About this exercise: Each entry in the listing below should be returned precisely as it is.

[[ Records provided open ]]

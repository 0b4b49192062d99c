//! In-progress form values.

use std::collections::BTreeMap;
use std::fmt;

use zeroize::Zeroize;

use super::schema::{FieldSchema, SchemaError};

/// Value held by one form slot.
#[derive(Clone, PartialEq, Default)]
pub enum FieldValue {
    #[default]
    Unset,
    /// Already-numeric input.
    Number(f64),
    /// Raw typed text (continuous fields) or the selected option (categorical fields).
    Text(String),
}

impl FieldValue {
    #[must_use]
    pub fn is_unset(&self) -> bool {
        matches!(self, Self::Unset)
    }

    /// Numeric interpretation of the value, if any.
    ///
    /// Text is trimmed before parsing. Non-finite results are returned as-is;
    /// rejecting them is the validator's job.
    #[must_use]
    pub fn as_number(&self) -> Option<f64> {
        match self {
            Self::Number(v) => Some(*v),
            Self::Text(s) => s.trim().parse::<f64>().ok(),
            Self::Unset => None,
        }
    }

    /// Text content, if any.
    #[must_use]
    pub fn as_text(&self) -> Option<&str> {
        match self {
            Self::Text(s) => Some(s.as_str()),
            _ => None,
        }
    }
}

// Patient values stay out of logs; only the shape is shown.
impl fmt::Debug for FieldValue {
    fn fmt(&self, f: &mut fmt::Formatter<'_>) -> fmt::Result {
        match self {
            Self::Unset => write!(f, "Unset"),
            Self::Number(_) => write!(f, "Number(..)"),
            Self::Text(_) => write!(f, "Text(..)"),
        }
    }
}

impl From<f64> for FieldValue {
    fn from(v: f64) -> Self {
        Self::Number(v)
    }
}

impl From<&str> for FieldValue {
    fn from(s: &str) -> Self {
        Self::Text(s.to_string())
    }
}

impl From<String> for FieldValue {
    fn from(s: String) -> Self {
        Self::Text(s)
    }
}

impl Zeroize for FieldValue {
    fn zeroize(&mut self) {
        match self {
            Self::Number(v) => v.zeroize(),
            Self::Text(s) => s.zeroize(),
            Self::Unset => {}
        }
        *self = Self::Unset;
    }
}

/// One slot per schema key.
///
/// Created with every field unset, edited field by field, consumed at submission.
#[derive(Debug, Clone, PartialEq)]
pub struct FormRecord {
    values: BTreeMap<&'static str, FieldValue>,
}

impl Default for FormRecord {
    fn default() -> Self {
        Self::new()
    }
}

impl FormRecord {
    /// Create a record with every schema field unset.
    #[must_use]
    pub fn new() -> Self {
        let values = FieldSchema::global()
            .keys()
            .map(|k| (k, FieldValue::Unset))
            .collect();
        Self { values }
    }

    /// Build a record from key/value pairs. Unlisted fields stay unset.
    ///
    /// # Errors
    /// Returns `SchemaError::UnknownField` for keys outside the schema.
    pub fn from_pairs<I, K, V>(pairs: I) -> Result<Self, SchemaError>
    where
        I: IntoIterator<Item = (K, V)>,
        K: AsRef<str>,
        V: Into<FieldValue>,
    {
        let mut record = Self::new();
        for (key, value) in pairs {
            record.set(key.as_ref(), value)?;
        }
        Ok(record)
    }

    /// Set one field.
    ///
    /// # Errors
    /// Returns `SchemaError::UnknownField` if the key is not part of the schema.
    pub fn set(&mut self, key: &str, value: impl Into<FieldValue>) -> Result<(), SchemaError> {
        let field = FieldSchema::global().describe(key)?;
        self.values.insert(field.key, value.into());
        Ok(())
    }

    /// Current value of a field. Unknown keys read as unset.
    #[must_use]
    pub fn get(&self, key: &str) -> &FieldValue {
        static UNSET: FieldValue = FieldValue::Unset;
        self.values.get(key).unwrap_or(&UNSET)
    }

    /// Mark one field as unset.
    ///
    /// # Errors
    /// Returns `SchemaError::UnknownField` if the key is not part of the schema.
    pub fn unset(&mut self, key: &str) -> Result<(), SchemaError> {
        self.set(key, FieldValue::Unset)
    }

    /// Iterate over (key, value) in key order.
    pub fn iter(&self) -> impl Iterator<Item = (&'static str, &FieldValue)> {
        self.values.iter().map(|(k, v)| (*k, v))
    }

    /// Number of fields still unset.
    #[must_use]
    pub fn unset_count(&self) -> usize {
        self.values.values().filter(|v| v.is_unset()).count()
    }

    /// Wipe every value and return to the initial all-unset state.
    pub fn reset(&mut self) {
        for value in self.values.values_mut() {
            value.zeroize();
        }
    }
}
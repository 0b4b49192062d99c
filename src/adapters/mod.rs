//! Adapters layer: Concrete implementations of ports.
//!
//! - `logistic`: JSON logistic-regression graphs for the `InferenceEngine` port

pub mod logistic;

pub use logistic::{ExportedLogisticGraph, LogisticEngine, LogisticSession};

[[ Records provided closed ]]

Result for this task:
repository 0b4b49192062d99c
//! In-progress form values.

use std::collections::BTreeMap;
use std::fmt;

use zeroize::Zeroize;

use super::schema::{FieldSchema, SchemaError};

/// Value held by one form slot.
#[derive(Clone, PartialEq, Default)]
pub enum FieldValue {
    #[default]
    Unset,
    /// Already-numeric input.
    Number(f64),
    /// Raw typed text (continuous fields) or the selected option (categorical fields).
    Text(String),
}

impl FieldValue {
    #[must_use]
    pub fn is_unset(&self) -> bool {
        matches!(self, Self::Unset)
    }

    /// Numeric interpretation of the value, if any.
    ///
    /// Text is trimmed before parsing. Non-finite results are returned as-is;
    /// rejecting them is the validator's job.
    #[must_use]
    pub fn as_number(&self) -> Option<f64> {
        match self {
            Self::Number(v) => Some(*v),
            Self::Text(s) => s.trim().parse::<f64>().ok(),
            Self::Unset => None,
        }
    }

    /// Text content, if any.
    #[must_use]
    pub fn as_text(&self) -> Option<&str> {
        match self {
            Self::Text(s) => Some(s.as_str()),
            _ => None,
        }
    }
}

// Patient values stay out of logs; only the shape is shown.
impl fmt::Debug for FieldValue {
    fn fmt(&self, f: &mut fmt::Formatter<'_>) -> fmt::Result {
        match self {
            Self::Unset => write!(f, "Unset"),
            Self::Number(_) => write!(f, "Number(..)"),
            Self::Text(_) => write!(f, "Text(..)"),
        }
    }
}

impl From<f64> for FieldValue {
    fn from(v: f64) -> Self {
        Self::Number(v)
    }
}

impl From<&str> for FieldValue {
    fn from(s: &str) -> Self {
        Self::Text(s.to_string())
    }
}

impl From<String> for FieldValue {
    fn from(s: String) -> Self {
        Self::Text(s)
    }
}

impl Zeroize for FieldValue {
    fn zeroize(&mut self) {
        match self {
            Self::Number(v) => v.zeroize(),
            Self::Text(s) => s.zeroize(),
            Self::Unset => {}
        }
        *self = Self::Unset;
    }
}

/// One slot per schema key.
///
/// Created with every field unset, edited field by field, consumed at submission.
#[derive(Debug, Clone, PartialEq)]
pub struct FormRecord {
    values: BTreeMap<&'static str, FieldValue>,
}

impl Default for FormRecord {
    fn default() -> Self {
        Self::new()
    }
}

impl FormRecord {
    /// Create a record with every schema field unset.
    #[must_use]
    pub fn new() -> Self {
        let values = FieldSchema::global()
            .keys()
            .map(|k| (k, FieldValue::Unset))
            .collect();
        Self { values }
    }

    /// Build a record from key/value pairs. Unlisted fields stay unset.
    ///
    /// # Errors
    /// Returns `SchemaError::UnknownField` for keys outside the schema.
    pub fn from_pairs<I, K, V>(pairs: I) -> Result<Self, SchemaError>
    where
        I: IntoIterator<Item = (K, V)>,
        K: AsRef<str>,
        V: Into<FieldValue>,
    {
        let mut record = Self::new();
        for (key, value) in pairs {
            record.set(key.as_ref(), value)?;
        }
        Ok(record)
    }

    /// Set one field.
    ///
    /// # Errors
    /// Returns `SchemaError::UnknownField` if the key is not part of the schema.
    pub fn set(&mut self, key: &str, value: impl Into<FieldValue>) -> Result<(), SchemaError> {
        let field = FieldSchema::global().describe(key)?;
        self.values.insert(field.key, value.into());
        Ok(())
    }

    /// Current value of a field. Unknown keys read as unset.
    #[must_use]
    pub fn get(&self, key: &str) -> &FieldValue {
        static UNSET: FieldValue = FieldValue::Unset;
        self.values.get(key).unwrap_or(&UNSET)
    }

    /// Mark one field as unset.
    ///
    /// # Errors
    /// Returns `SchemaError::UnknownField` if the key is not part of the schema.
    pub fn unset(&mut self, key: &str) -> Result<(), SchemaError> {
        self.set(key, FieldValue::Unset)
    }

    /// Iterate over (key, value) in key order.
    pub fn iter(&self) -> impl Iterator<Item = (&'static str, &FieldValue)> {
        self.values.iter().map(|(k, v)| (*k, v))
    }

    /// Number of fields still unset.
    #[must_use]
    pub fn unset_count(&self) -> usize {
        self.values.values().filter(|v| v.is_unset()).count()
    }

    /// Wipe every value and return to the initial all-unset state.
    pub fn reset(&mut self) {
        for value in self.values.values_mut() {
            value.zeroize();
        }
    }
}
repository 0b4b49192062d99c
filename src/adapters/mod.rs
//! Adapters layer: Concrete implementations of ports.
//!
//! - `logistic`: JSON logistic-regression graphs for the `InferenceEngine` port

pub mod logistic;

pub use logistic::{ExportedLogisticGraph, LogisticEngine, LogisticSession};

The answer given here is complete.